Recommended Motor Combinations:
- 2.5-inch: RCINPOWER GTS V4 1404 3750KV (4S) or T-Motor F1404 2900KV (6S)
- 3-inch: iFlight XING 1507 3200KV (4S) or BrotherHobby VY 1804 2800KV (6S)
- 3.5-inch: T-Motor P2004 2900KV (6S) or XING2 2105.5 2700KV (6S)
Propeller Selection: Pitch Matters
Cinewhoop propellers require lower pitch than freestyle equivalents. High-pitch props (4.0-inch pitch and above) stall badly in ducted configurations — the restricted airflow through the duct cannot maintain the angle of attack needed for efficient high-pitch operation. The Gemfan D63 (2.5-inch, 1.6-inch pitch) and HQProp Duct-3 (3-inch, 1.8-inch pitch) are specifically designed for ducted applications, with blade profiles optimized for the unique airflow conditions inside a duct. They sacrifice top speed for thrust consistency — exactly the tradeoff cinewhoops demand.

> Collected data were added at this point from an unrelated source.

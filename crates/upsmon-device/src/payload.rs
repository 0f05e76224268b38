use crate::{DeviceError, Result};
use serde::{Deserialize, Serialize};
use serde_json::{Map, Value};

/// 设备上报的原始数据
///
/// 不同固件版本的字段结构差异较大，这里只保留 JSON 对象，
/// 通过显式的可选字段访问器读取，不做强类型约束。
#[derive(Debug, Clone, Default, PartialEq, Serialize, Deserialize)]
#[serde(transparent)]
pub struct RawPayload(Map<String, Value>);

impl RawPayload {
    pub fn new(fields: Map<String, Value>) -> Self {
        Self(fields)
    }

    /// 从任意 JSON 值构建，非对象时返回验证错误
    pub fn from_value(value: Value) -> Result<Self> {
        match value {
            Value::Object(fields) => Ok(Self(fields)),
            _ => Err(DeviceError::validation("payload must be a JSON object")),
        }
    }

    pub fn get(&self, key: &str) -> Option<&Value> {
        self.0.get(key)
    }

    /// 字段存在且不为空值（缺失、null、false、0、"" 都视为不存在）
    pub fn present(&self, key: &str) -> Option<&Value> {
        self.0.get(key).filter(|v| is_present(v))
    }

    /// 字段存在且不为 null（数值 0 也算有效读数）
    pub fn defined(&self, key: &str) -> Option<&Value> {
        self.0.get(key).filter(|v| !v.is_null())
    }

    pub fn str_field(&self, key: &str) -> Option<&str> {
        self.0.get(key).and_then(Value::as_str)
    }

    pub fn device_id(&self) -> Option<&str> {
        self.str_field("device_id").filter(|s| !s.is_empty())
    }

    /// 时间戳（毫秒），小数部分截断
    pub fn timestamp(&self) -> Option<i64> {
        let value = self.0.get("timestamp")?;
        if let Some(ts) = value.as_i64() {
            return Some(ts);
        }
        value
            .as_f64()
            .filter(|f| f.is_finite() && *f < i64::MAX as f64)
            .map(|f| f as i64)
    }

    /// 显式声明的设备类型
    pub fn device_type(&self) -> Option<&str> {
        self.str_field("device_type")
    }

    pub fn status(&self) -> Option<&str> {
        self.str_field("status")
    }

    /// 是否带有错误上报标识 `type: "error"`
    pub fn is_error_report(&self) -> bool {
        self.str_field("type") == Some("error")
    }

    /// `field !== false` 语义：只有字面量 false 才视为无效
    pub fn flag_not_false(&self, key: &str) -> bool {
        !matches!(self.0.get(key), Some(Value::Bool(false)))
    }

    /// 告警列表，非字符串条目保留其 JSON 文本
    pub fn warnings(&self) -> Vec<String> {
        match self.0.get("warnings") {
            Some(Value::Array(items)) => items
                .iter()
                .map(|item| match item {
                    Value::String(s) => s.clone(),
                    other => other.to_string(),
                })
                .collect(),
            _ => Vec::new(),
        }
    }

    pub fn as_map(&self) -> &Map<String, Value> {
        &self.0
    }

    pub fn to_value(&self) -> Value {
        Value::Object(self.0.clone())
    }
}

impl From<Map<String, Value>> for RawPayload {
    fn from(fields: Map<String, Value>) -> Self {
        Self(fields)
    }
}

/// 固件使用的宽松真值判断
pub fn is_present(value: &Value) -> bool {
    match value {
        Value::Null => false,
        Value::Bool(b) => *b,
        Value::Number(n) => n.as_f64().map(|f| f != 0.0 && !f.is_nan()).unwrap_or(true),
        Value::String(s) => !s.is_empty(),
        Value::Array(_) | Value::Object(_) => true,
    }
}
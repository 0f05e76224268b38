use axum::{
    body::{to_bytes, Body},
    http::{Request, StatusCode},
    Router,
};
use sea_orm::Database;
use serde_json::{json, Value};
use std::sync::Arc;
use std::time::Duration;
use tower::ServiceExt;
use upsmon_api::{create_router, AppState};
use upsmon_device::{setup_schema, DeviceTypeRegistry, TelemetryManager};
use upsmon_middleware::{RateLimitStrategy, RateLimiter};

const API_KEY: &str = "test-device-key";

async fn create_state() -> AppState {
    let db = Database::connect("sqlite::memory:").await.unwrap();
    setup_schema(&db).await.unwrap();
    let manager = TelemetryManager::with_registry(Arc::new(db), DeviceTypeRegistry::builtin());
    AppState::new(Arc::new(manager), API_KEY)
}

async fn create_app() -> Router {
    create_router(create_state().await)
}

fn post_data(body: Value) -> Request<Body> {
    Request::builder()
        .method("POST")
        .uri("/api/data")
        .header("Content-Type", "application/json")
        .header("X-API-Key", API_KEY)
        .header("X-Forwarded-For", "192.0.2.10")
        .body(Body::from(body.to_string()))
        .unwrap()
}

fn get(uri: &str) -> Request<Body> {
    Request::builder().uri(uri).body(Body::empty()).unwrap()
}

async fn body_json(response: axum::response::Response) -> Value {
    let bytes = to_bytes(response.into_body(), usize::MAX).await.unwrap();
    serde_json::from_slice(&bytes).unwrap()
}

fn ups_sample(device_id: &str, timestamp: i64) -> Value {
    json!({
        "device_id": device_id,
        "timestamp": timestamp,
        "battery": {"voltage": 13.4, "level": 98},
        "output": {"voltage": 230, "load": 31},
        "temperature_battery": {"value": 24.5},
        "efficiency": 93.0,
        "warnings": ["Battery replacement due"]
    })
}

#[tokio::test]
async fn test_health() {
    let app = create_app().await;
    let response = app.oneshot(get("/health")).await.unwrap();
    assert_eq!(response.status(), StatusCode::OK);

    let body = body_json(response).await;
    assert_eq!(body["status"], "ok");
    assert!(body["timestamp"].as_i64().unwrap() > 0);
}

#[tokio::test]
async fn test_ingest_then_current_state() {
    let app = create_app().await;

    let response = app
        .clone()
        .oneshot(post_data(ups_sample("ups-01", 1_700_000_000_000)))
        .await
        .unwrap();
    assert_eq!(response.status(), StatusCode::OK);
    let body = body_json(response).await;
    assert_eq!(
        body,
        json!({"success": true, "message": "Data received", "device_id": "ups-01"})
    );

    let response = app
        .clone()
        .oneshot(get("/api/devices/ups-01/current"))
        .await
        .unwrap();
    assert_eq!(response.status(), StatusCode::OK);
    let body = body_json(response).await;
    assert_eq!(body["data"]["status"], "ok");
    assert_eq!(body["data"]["data"]["temperature"], json!(24.5));
    assert_eq!(body["data"]["data"]["battery"]["level"], json!(98));

    let response = app
        .clone()
        .oneshot(get("/api/devices/ups-01/warnings"))
        .await
        .unwrap();
    let body = body_json(response).await;
    assert_eq!(body["count"], 1);
    assert_eq!(body["warnings"][0]["message"], "Battery replacement due");

    let response = app.oneshot(get("/api/devices?type=UPS")).await.unwrap();
    let body = body_json(response).await;
    assert_eq!(body["count"], 1);
    assert_eq!(body["devices"][0]["device_id"], "ups-01");
    assert_eq!(body["devices"][0]["device_type"], "UPS");
    assert_eq!(body["devices"][0]["current_state"]["timestamp"], 1_700_000_000_000i64);
}

#[tokio::test]
async fn test_invalid_payload_leaves_state_unchanged() {
    let app = create_app().await;
    app.clone()
        .oneshot(post_data(ups_sample("ups-01", 1000)))
        .await
        .unwrap();

    // 缺少 device_id
    let response = app
        .clone()
        .oneshot(post_data(json!({"timestamp": 2000, "battery": {}, "output": {}})))
        .await
        .unwrap();
    assert_eq!(response.status(), StatusCode::BAD_REQUEST);
    let body = body_json(response).await;
    assert_eq!(body["success"], false);
    assert_eq!(body["error"], "device_id is required");

    // 声明为 UPS 但没有 battery/output
    let response = app
        .clone()
        .oneshot(post_data(json!({
            "device_id": "ups-01", "timestamp": 3000, "device_type": "UPS"
        })))
        .await
        .unwrap();
    assert_eq!(response.status(), StatusCode::BAD_REQUEST);
    let body = body_json(response).await;
    assert_eq!(body["error"], "UPS data must contain battery or output fields");

    let response = app
        .oneshot(get("/api/devices/ups-01/history"))
        .await
        .unwrap();
    let body = body_json(response).await;
    assert_eq!(body["count"], 1);
    assert_eq!(body["data"][0]["timestamp"], 1000);
}

#[tokio::test]
async fn test_missing_timestamp_rejected() {
    let app = create_app().await;
    app.clone()
        .oneshot(post_data(ups_sample("ups-01", 1000)))
        .await
        .unwrap();
    let response = app
        .clone()
        .oneshot(get("/api/devices/ups-01"))
        .await
        .unwrap();
    let before = body_json(response).await["device"]["last_seen"].clone();

    let mut bad = ups_sample("ups-01", 2000);
    bad.as_object_mut().unwrap().remove("timestamp");
    let response = app.clone().oneshot(post_data(bad)).await.unwrap();
    assert_eq!(response.status(), StatusCode::BAD_REQUEST);
    let body = body_json(response).await;
    assert_eq!(body["error"], "timestamp is required");

    let response = app
        .clone()
        .oneshot(get("/api/devices/ups-01/current"))
        .await
        .unwrap();
    assert_eq!(response.status(), StatusCode::OK);
    let body = body_json(response).await;
    assert_eq!(body["data"]["timestamp"], 1000);

    let response = app.oneshot(get("/api/devices/ups-01")).await.unwrap();
    let after = body_json(response).await["device"]["last_seen"].clone();
    assert!(!before.is_null());
    assert_eq!(after, before);
}

#[tokio::test]
async fn test_untyped_error_report() {
    let app = create_app().await;

    let response = app
        .clone()
        .oneshot(post_data(json!({
            "device_id": "d1",
            "timestamp": 1_700_000_000_000i64,
            "type": "error",
            "severity": "critical",
            "category": "battery",
            "message": "overheat"
        })))
        .await
        .unwrap();
    assert_eq!(response.status(), StatusCode::OK);
    let body = body_json(response).await;
    assert_eq!(body["message"], "Error data received");

    let response = app
        .clone()
        .oneshot(get("/api/devices/d1/errors"))
        .await
        .unwrap();
    assert_eq!(response.status(), StatusCode::OK);
    let body = body_json(response).await;
    assert_eq!(body["count"], 1);
    assert_eq!(body["errors"][0]["severity"], "critical");
    assert_eq!(body["errors"][0]["message"], "overheat");

    let response = app
        .oneshot(get("/api/devices/d1/current"))
        .await
        .unwrap();
    assert_eq!(response.status(), StatusCode::NOT_FOUND);
}

#[tokio::test]
async fn test_malformed_body() {
    let app = create_app().await;
    let request = Request::builder()
        .method("POST")
        .uri("/api/data")
        .header("Content-Type", "application/json")
        .header("X-API-Key", API_KEY)
        .body(Body::from("{not json"))
        .unwrap();

    let response = app.clone().oneshot(request).await.unwrap();
    assert_eq!(response.status(), StatusCode::BAD_REQUEST);

    let response = app.oneshot(post_data(json!([1, 2, 3]))).await.unwrap();
    assert_eq!(response.status(), StatusCode::BAD_REQUEST);
}

#[tokio::test]
async fn test_api_key_required() {
    let app = create_app().await;

    let missing = Request::builder()
        .method("POST")
        .uri("/api/data")
        .header("Content-Type", "application/json")
        .body(Body::from(ups_sample("ups-01", 1).to_string()))
        .unwrap();
    let response = app.clone().oneshot(missing).await.unwrap();
    assert_eq!(response.status(), StatusCode::UNAUTHORIZED);
    let body = body_json(response).await;
    assert_eq!(body["error"], "Missing X-API-Key header");

    let wrong = Request::builder()
        .method("POST")
        .uri("/api/data")
        .header("Content-Type", "application/json")
        .header("X-API-Key", "guess")
        .body(Body::from(ups_sample("ups-01", 1).to_string()))
        .unwrap();
    let response = app.clone().oneshot(wrong).await.unwrap();
    assert_eq!(response.status(), StatusCode::FORBIDDEN);
    let body = body_json(response).await;
    assert_eq!(body["error"], "Invalid API key");

    // 被拒绝的请求不会创建设备
    let response = app.oneshot(get("/api/devices/ups-01")).await.unwrap();
    assert_eq!(response.status(), StatusCode::NOT_FOUND);
}

#[tokio::test]
async fn test_error_report() {
    let app = create_app().await;

    let response = app
        .clone()
        .oneshot(post_data(json!({
            "device_id": "ups-01",
            "timestamp": 1_700_000_000_000i64,
            "device_type": "UPS",
            "type": "error",
            "severity": "critical",
            "category": "battery",
            "message": "Battery temperature too high"
        })))
        .await
        .unwrap();
    assert_eq!(response.status(), StatusCode::OK);
    let body = body_json(response).await;
    assert_eq!(body["message"], "Error data received");

    let response = app
        .clone()
        .oneshot(get("/api/devices/ups-01/errors?severity=critical"))
        .await
        .unwrap();
    let body = body_json(response).await;
    assert_eq!(body["count"], 1);
    assert_eq!(body["errors"][0]["category"], "battery");

    // 错误上报不产生测量数据
    let response = app
        .clone()
        .oneshot(get("/api/devices/ups-01/current"))
        .await
        .unwrap();
    assert_eq!(response.status(), StatusCode::NOT_FOUND);

    let response = app.oneshot(get("/api/stats")).await.unwrap();
    let body = body_json(response).await;
    assert_eq!(body["stats"]["errors"]["critical"], 1);
    assert_eq!(body["stats"]["devices_detail"][0]["current_status"], "unknown");
}

#[tokio::test]
async fn test_unknown_device_and_device_types() {
    let app = create_app().await;
    let raw = json!({"device_id": "env-1", "timestamp": 10, "humidity": 44});

    let response = app.clone().oneshot(post_data(raw.clone())).await.unwrap();
    assert_eq!(response.status(), StatusCode::OK);

    let response = app.clone().oneshot(get("/api/devices/env-1")).await.unwrap();
    let body = body_json(response).await;
    assert_eq!(body["device"]["device_type"], "UNKNOWN");

    let response = app
        .clone()
        .oneshot(get("/api/devices/env-1/current"))
        .await
        .unwrap();
    let body = body_json(response).await;
    assert_eq!(body["data"]["data"], raw);

    let response = app.oneshot(get("/api/device-types")).await.unwrap();
    let body = body_json(response).await;
    assert_eq!(body["device_types"][0]["device_type"], "UPS");
}

#[tokio::test]
async fn test_update_device_and_stats() {
    let app = create_app().await;
    for ts in [100, 200] {
        app.clone()
            .oneshot(post_data(ups_sample("ups-01", ts)))
            .await
            .unwrap();
    }

    let request = Request::builder()
        .method("PUT")
        .uri("/api/devices/ups-01")
        .header("Content-Type", "application/json")
        .body(Body::from(json!({"name": "Rack UPS", "location": "DC-1"}).to_string()))
        .unwrap();
    let response = app.clone().oneshot(request).await.unwrap();
    assert_eq!(response.status(), StatusCode::OK);
    let body = body_json(response).await;
    assert_eq!(body["device"]["name"], "Rack UPS");

    let request = Request::builder()
        .method("PUT")
        .uri("/api/devices/ghost")
        .header("Content-Type", "application/json")
        .body(Body::from("{}"))
        .unwrap();
    let response = app.clone().oneshot(request).await.unwrap();
    assert_eq!(response.status(), StatusCode::NOT_FOUND);

    let response = app
        .oneshot(get("/api/devices/ups-01/stats?from=0&to=150"))
        .await
        .unwrap();
    let body = body_json(response).await;
    assert_eq!(body["stats"]["count"], 1);
    assert_eq!(body["stats"]["avg_battery_voltage"], json!(13.4));
    assert_eq!(body["stats"]["avg_efficiency"], json!(93.0));
}

#[tokio::test]
async fn test_dashboard_token() {
    let state = create_state()
        .await
        .with_dashboard_token(Some("dash-token".to_string()));
    let app = create_router(state);

    let response = app.clone().oneshot(get("/api/stats")).await.unwrap();
    assert_eq!(response.status(), StatusCode::UNAUTHORIZED);

    let request = Request::builder()
        .uri("/api/stats")
        .header("Authorization", "Bearer dash-token")
        .body(Body::empty())
        .unwrap();
    let response = app.clone().oneshot(request).await.unwrap();
    assert_eq!(response.status(), StatusCode::OK);

    // 上报接口只看 API Key
    let response = app
        .oneshot(post_data(ups_sample("ups-01", 1)))
        .await
        .unwrap();
    assert_eq!(response.status(), StatusCode::OK);
}

#[tokio::test]
async fn test_rate_limit() {
    let limiter = RateLimiter::new(vec![RateLimitStrategy::by_ip(
        3,
        Duration::from_secs(900),
    )]);
    let app = create_router(create_state().await.with_rate_limiter(limiter));

    for ts in 1..=3 {
        let response = app
            .clone()
            .oneshot(post_data(ups_sample("ups-01", ts)))
            .await
            .unwrap();
        assert_eq!(response.status(), StatusCode::OK);
    }

    let response = app
        .clone()
        .oneshot(post_data(ups_sample("ups-01", 4)))
        .await
        .unwrap();
    assert_eq!(response.status(), StatusCode::TOO_MANY_REQUESTS);

    // 查询接口不受上报限流影响
    let response = app
        .oneshot(get("/api/devices/ups-01/history"))
        .await
        .unwrap();
    let body = body_json(response).await;
    assert_eq!(body["count"], 3);
}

Camera and Mounting: Vibration Isolation
Cinewhoops are vibrational nightmares. The ducts create turbulent airflow that excites the entire frame at frequencies between 80-200Hz — right in the range that produces visible “jello” in HD footage. The solution stack has evolved into a standard approach:
- Soft-mount the flight controller using M2 silicone grommets (the stock rubber standoffs in most stacks are too stiff)
- Use Betaflight’s RPM filter with 4 notch filter bands tuned to the specific motor/prop resonant frequencies of your build
- Mount the HD camera (GoPro or O4 Air Unit) using TPU isolators with 70A shore hardness — harder than you’d expect, because soft TPU transmits low-frequency vibrations that are more visible in footage
- Add a ND filter (ND8 for overcast, ND16 for sunlight) to force the camera’s shutter speed below 1/120s, introducing motion blur that masks residual micro-vibrations
Betaflight Tuning for Cinewhoops
Cinewhoop tuning is an exercise in restraint. The PID gains that make a freestyle quad feel locked-in will make a cinewhoop oscillate in hover. Start with Betaflight’s default 3-inch preset, then reduce P and D gains by 20-30% across all axes. Disable D_Min entirely — it introduces low-frequency oscillations in ducted configurations. Set the PID loop to 3.2kHz to reduce CPU utilization and allow more filter time. Enable thrust linearization at 35% — this compensates for the non-linear thrust curve that ducts create at low throttle.
The result is a drone that won’t win races but will produce buttery-smooth footage through the most challenging architectural spaces. And in cinewhoop flying, smooth footage is the only metric that matters.